Well, that is theory, from a manufacturer of devices. The fact is otherwise that the basic concept and physics of air-to-water heat pumps and brine-to-water heat pumps are the same, only the heat source is different. Better heat pumps therefore do not fundamentally change anything, since there are now also brine-to-water heat pumps with variable output. Otherwise, I can hardly imagine a real annual performance factor that high for an air-to-water heat pump, since domestic hot water is prepared with very low COPs and—in this region and with my house—75% of the ANNUAL energy demand occurs during the 3 cold months, and the air there is cold enough for COPs well below 4 (with air).
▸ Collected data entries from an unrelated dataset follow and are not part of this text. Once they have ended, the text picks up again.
use schemars::JsonSchema;
use serde::{Deserialize, Serialize};
use web_time::Duration;

use crate::util::easing::EasingFunction;

#[derive(Debug, Clone, Serialize, Deserialize, PartialEq, JsonSchema)]
#[schemars(title = "Navigation", inline)]
#[serde(default)]
/// Scripted camera transition and info panel parameters.
pub struct NavigationOptions {
    /// Duration of a jump to a viewpoint, in seconds.
    #[schemars(title = "Transition Time", range(min = 0.0, max = 5.0), extend("step" = 0.1))]
    pub transition_seconds: f32,
    /// How long the info panel stays visible, in seconds.
    #[schemars(title = "Info Panel Time", range(min = 1.0, max = 30.0), extend("step" = 0.5))]
    pub info_panel_seconds: f32,
    /// Progress curve for position interpolation.
    #[schemars(skip)]
    pub easing: EasingFunction,
    /// Orbit radius after landing on an explicit-Euler viewpoint.
    #[schemars(skip)]
    pub resume_focus_distance: f32,
    /// Multiplier on an entity's largest extent when framing it.
    #[schemars(skip)]
    pub frame_offset_scale: f32,
    /// Extra distance added when framing an entity.
    #[schemars(skip)]
    pub frame_offset_padding: f32,
}

impl Default for NavigationOptions {
    fn default() -> Self {
        Self {
            transition_seconds: 1.5,
            info_panel_seconds: 5.0,
            easing: EasingFunction::Linear,
            resume_focus_distance: 2.0,
            frame_offset_scale: 2.0,
            frame_offset_padding: 2.0,
        }
    }
}

impl NavigationOptions {
    /// Transition length as a [`Duration`].
    ///
    /// Negative or NaN values collapse to zero; values too large for a
    /// [`Duration`] saturate.
    pub fn transition_duration(&self) -> Duration {
        seconds(self.transition_seconds)
    }

    /// Info panel visibility as a [`Duration`].
    pub fn info_panel_duration(&self) -> Duration {
        seconds(self.info_panel_seconds)
    }
}

fn seconds(value: f32) -> Duration {
    if value > 0.0 {
        Duration::try_from_secs_f32(value).unwrap_or(Duration::MAX)
    } else {
        Duration::ZERO
    }
}

#[cfg(test)]
mod tests {
    use super::*;

    #[test]
    fn durations_follow_seconds() {
        let options = NavigationOptions::default();
        assert_eq!(options.transition_duration(), Duration::from_millis(1500));
        assert_eq!(options.info_panel_duration(), Duration::from_secs(5));
    }

    #[test]
    fn bad_seconds_collapse_to_zero() {
        for value in [-1.0, 0.0, f32::NAN, f32::NEG_INFINITY] {
            let options = NavigationOptions {
                transition_seconds: value,
                ..Default::default()
            };
            assert_eq!(options.transition_duration(), Duration::ZERO, "{value}");
        }
    }

    #[test]
    fn huge_seconds_saturate() {
        for value in [1e30, f32::INFINITY] {
            let options = NavigationOptions {
                transition_seconds: value,
                info_panel_seconds: value,
                ..Default::default()
            };
            assert_eq!(options.transition_duration(), Duration::MAX, "{value}");
            assert_eq!(options.info_panel_duration(), Duration::MAX, "{value}");
        }
    }
}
Currently, nighttime temperatures here are only about -5 degrees, but my brine-to-water heat pump operates with a COP of over 6 thanks to the low design temperature of the heating system (current value, I have the diagrams of the heat pump for that).

I calculated it using the annual performance factor calculator from Novelan, and with the latest generation featuring inverter technology, you get 4.2. I specified 25% hot water demand.

The annual performance factor calculators are nice... I would place more value on practical experience. There is a heat pump consumption database – there you can roughly compare. This also includes heat pumps that may not be optimally adjusted or installed. However, it reflects reality more than a manufacturer's own calculator.

For example, there are practical values with the currently very popular Panasonic Geisha (Aquaera). Interestingly, these are exactly the heat pumps that the operators installed themselves.

Therefore, today I would rather go to an HVAC technician than a heating engineer if you want a heat pump and do not want/cannot do any work yourself. For acceptance / BAFA funding, you need a specialist contractor declaration, and the BAFA application must be submitted before ordering.